Note that the first include statement uses a relative path to specify the XIR script at dir/file.xir while the second statement uses an absolute path to include /abs/path/to/script.xir.

Warning

For security reasons, remote XIR interpreters should not support include statements that specify XIR scripts using a relative or absolute filepath.

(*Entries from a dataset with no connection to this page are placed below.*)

// Copyright (c) 2025-2026 naskel.com
// SPDX-License-Identifier: Apache-2.0 OR MIT

//! Address-to-callback registry with full-match or prefix-match dispatch.
//!
//! A handler's "opaque info" (a `void *` in the language this core was
//! modeled on) is represented the idiomatic Rust way: callers capture
//! whatever state they need directly in the closure's environment (e.g. an
//! `Rc<RefCell<...>>`) rather than threading a separate untyped pointer
//! through every call.

use crate::wire::Decoder;

/// A user-registered message handler. Boxed so the table can hold handlers
/// with heterogeneous captured state.
pub type HandlerCallback = Box<dyn FnMut(&str, &str, &mut Decoder<'_>) + Send>;

/// Endpoint-internal handlers that need direct access to endpoint state
/// (bridge id, clock sync) rather than an opaque callback. Dispatched by the
/// endpoint itself; never exposed through the public `method_new` API.
#[derive(Debug, Clone, Copy, PartialEq, Eq)]
pub(crate) enum Builtin {
    /// `!_o2/id (i)` — host assigns us a bridge id.
    Id,
    /// `!_o2/cs/put (it)` — clock ping reply.
    ClockPut,
}

pub(crate) enum Action {
    Builtin(Builtin),
    User(HandlerCallback),
}

struct Entry {
    address: String,
    typespec: Option<String>,
    full: bool,
    action: Action,
}

/// Ordered sequence of handler entries; dispatch policy is first-match-wins.
#[derive(Default)]
pub struct HandlerTable {
    entries: Vec<Entry>,
}

/// Strip exactly one leading `/` or `!` from an address, matching
/// registration semantics (both sigils are accepted; the table compares the
/// bare path).
pub(crate) fn strip_sigil(address: &str) -> &str {
    address
        .strip_prefix('/')
        .or_else(|| address.strip_prefix('!'))
        .unwrap_or(address)
}

impl HandlerTable {
    pub fn new() -> Self {
        Self::default()
    }

    /// Register a user handler. Mirrors the public `method_new` API.
    pub fn method_new(
        &mut self,
        path: &str,
        typespec: Option<&str>,
        full: bool,
        handler: HandlerCallback,
    ) {
        self.entries.push(Entry {
            address: strip_sigil(path).to_string(),
            typespec: typespec.map(str::to_string),
            full,
            action: Action::User(handler),
        });
    }

    pub(crate) fn register_builtin(
        &mut self,
        path: &str,
        typespec: &str,
        full: bool,
        builtin: Builtin,
    ) {
        self.entries.push(Entry {
            address: strip_sigil(path).to_string(),
            typespec: Some(typespec.to_string()),
            full,
            action: Action::Builtin(builtin),
        });
    }

    fn matches(entry: &Entry, address: &str, typespec: &str) -> bool {
        if let Some(want_ts) = &entry.typespec {
            if want_ts != typespec {
                return false;
            }
        }
        if entry.full {
            entry.address == address
        } else {
            match address.strip_prefix(entry.address.as_str()) {
                Some(rest) => rest.is_empty() || rest.starts_with('/'),
                None => false,
            }
        }
    }

    /// Find the index of the first matching entry, if any. `address` and
    /// `typespec` are the already-stripped, already-parsed inbound values.
    pub(crate) fn find_match(&self, address: &str, typespec: &str) -> Option<usize> {
        self.entries
            .iter()
            .position(|e| Self::matches(e, address, typespec))
    }

    pub(crate) fn builtin_at(&self, idx: usize) -> Option<Builtin> {
        match self.entries.get(idx).map(|e| &e.action) {
            Some(Action::Builtin(b)) => Some(*b),
            _ => None,
        }
    }

    pub(crate) fn invoke_user_at(
        &mut self,
        idx: usize,
        address: &str,
        typespec: &str,
        decoder: &mut Decoder<'_>,
    ) {
        if let Some(Action::User(cb)) = self.entries.get_mut(idx).map(|e| &mut e.action) {
            cb(address, typespec, decoder);
        }
    }

    pub fn len(&self) -> usize {
        self.entries.len()
    }

    pub fn is_empty(&self) -> bool {
        self.entries.is_empty()
    }
}

#[cfg(test)]
mod tests {
    use super::*;
    use std::sync::atomic::{AtomicUsize, Ordering};
    use std::sync::Arc;

    #[test]
    fn strips_single_leading_sigil() {
        assert_eq!(strip_sigil("/a/b"), "a/b");
        assert_eq!(strip_sigil("!a/b"), "a/b");
        assert_eq!(strip_sigil("a/b"), "a/b");
    }

    #[test]
    fn prefix_match_respects_node_boundary() {
        let mut table = HandlerTable::new();
        let hits = Arc::new(AtomicUsize::new(0));
        let hits2 = hits.clone();
        table.method_new(
            "/a/b",
            None,
            false,
            Box::new(move |_a, _t, _d| {
                hits2.fetch_add(1, Ordering::SeqCst);
            }),
        );

        assert!(table.find_match("a/b", "").is_some());
        assert!(table.find_match("a/b/c", "").is_some());
        assert!(table.find_match("a/b/c/d", "").is_some());
        assert!(table.find_match("a/bc", "").is_none());
        assert!(table.find_match("a", "").is_none());
    }

    #[test]
    fn full_match_requires_exact_address() {
        let mut table = HandlerTable::new();
        table.method_new("/x/y", None, true, Box::new(|_, _, _| {}));
        assert!(table.find_match("x/y", "").is_some());
        assert!(table.find_match("x/y/z", "").is_none());
    }

    #[test]
    fn typespec_is_matched_when_declared() {
        let mut table = HandlerTable::new();
        table.method_new("/x", Some("ii"), true, Box::new(|_, _, _| {}));
        assert!(table.find_match("x", "ii").is_some());
        assert!(table.find_match("x", "i").is_none());
    }

    #[test]
    fn first_registered_match_wins() {
        let mut table = HandlerTable::new();
        let order = Arc::new(std::sync::Mutex::new(Vec::new()));
        let o1 = order.clone();
        let o2 = order.clone();
        table.method_new(
            "/a",
            None,
            false,
            Box::new(move |_, _, _| o1.lock().unwrap().push(1)),
        );
        table.method_new(
            "/a/b",
            None,
            false,
            Box::new(move |_, _, _| o2.lock().unwrap().push(2)),
        );

        let idx = table.find_match("a/b", "").unwrap();
        assert_eq!(idx, 0); // the broader /a prefix, registered first, wins
    }

    #[test]
    fn no_match_returns_none() {
        let table = HandlerTable::new();
        assert!(table.find_match("nope", "").is_none());
    }
}
// Copyright (c) 2025-2026 naskel.com
// SPDX-License-Identifier: Apache-2.0 OR MIT

//! Validation and parsing of the discovery TXT record `name` field.
//!
//! Format (28 ASCII characters): `@PPPPPPPP:IIIIIIII:TTTT:UUUU` where `P` is
//! the public IP as 8 hex digits, `I` the internal IP as 8 hex digits, `T`
//! the TCP port as 4 hex digits, and `U` the UDP port as 4 hex digits. Only
//! the UDP port is extracted here; the TCP port and address arrive on the
//! mDNS record itself.

use crate::config::PROC_NAME_LEN;
use std::net::Ipv4Addr;

fn is_hex(s: &str) -> bool {
    !s.is_empty() && s.bytes().all(|b| b.is_ascii_hexdigit())
}

/// Validate the 28-character `@...` TXT value and, if valid, return the
/// decoded UDP port. Mirrors the reference implementation's own checks: it
/// validates the public/internal IP hex fields and their separating colons,
/// but not the TCP port field, before reading the trailing 4 hex digits.
pub fn validate_and_extract_udp_port(name: &str) -> Option<u16> {
    if name.len() != PROC_NAME_LEN {
        return None;
    }
    let bytes = name.as_bytes();
    if bytes[0] != b'@' {
        return None;
    }
    if !is_hex(&name[1..9]) || bytes[9] != b':' {
        return None;
    }
    if !is_hex(&name[10..18]) || bytes[18] != b':' {
        return None;
    }
    let udp_hex = &name[24..28];
    if !is_hex(udp_hex) {
        return None;
    }
    u16::from_str_radix(udp_hex, 16).ok()
}

/// Full decode of the `@...` name string: internal IP, TCP port, UDP port.
///
/// The mDNS backend only needs [`validate_and_extract_udp_port`] because the
/// address and TCP port arrive on the resolved mDNS record itself. The
/// broadcast backend has no such record — the name string it receives is
/// the only source of that information, so it decodes all three fields.
pub fn parse_broadcast_name(name: &str) -> Option<(Ipv4Addr, u16, u16)> {
    if name.len() != PROC_NAME_LEN {
        return None;
    }
    let bytes = name.as_bytes();
    if bytes[0] != b'@' || bytes[9] != b':' || bytes[18] != b':' || bytes[23] != b':' {
        return None;
    }
    if !is_hex(&name[10..18]) || !is_hex(&name[19..23]) || !is_hex(&name[24..28]) {
        return None;
    }
    let internal_ip = u32::from_str_radix(&name[10..18], 16).ok()?;
    let tcp_port = u16::from_str_radix(&name[19..23], 16).ok()?;
    let udp_port = u16::from_str_radix(&name[24..28], 16).ok()?;
    Some((Ipv4Addr::from(internal_ip), tcp_port, udp_port))
}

An alternative syntax can be used to include XIR libraries offered by a cloud provider:

use <xc/x8>;

This include statement references an XIR library named xc/x8 which is assumed to be known to the XIR interpreter processing the XIR script above.

Note

Full support of the use directive is still a work-in-progress in the current release of the XIR. Specifically, includes must be manually passed to xir.Program.resolve() in order to be considered during include resolution.

Options

The options block is a simple way to pass arbitrary metadata to an XIR interpreter. The syntax for specifying options is analogous to that of a (flat) JSON object or Python dictionary. Each XIR interpreter is free to define its own set of supported options and choose their semantics.

options:
    dimension: 4;              // Set the Fock cutoff dimension for CV gates to 4.
    simplify: true;            // Simplify the circuit using gate identities.
    tags: [experimental, d20];  // Associate some tags with the program result.
end;

Constants

The constants block provides a way to declare constants that can be referenced as parameter values in other parts of the script. The syntax for specifying constants is the same as the options block (up to the opening keyword).

constants:
    parameter_array: [1, 2, 3, 4];
    U: [[0.50902901+0.62151867j, -0.50774987+0.31111745j],
        [0.57730909+0.14600757j,  0.30112128-0.7447966j]]
    phi: 1.61803398875;
end;

Declarations

There are no gate, observable, function, or output declarations included in the XIR. There are also very few keywords (see Keywords). Consequently, the following operations must be declared within the main script or within scripts included using the use keyword:

  • Gates. Gates are declared by writing the gate keyword followed by the name of the gate, the names of the gate parameters (optional), and the wire labels used by the gate definition.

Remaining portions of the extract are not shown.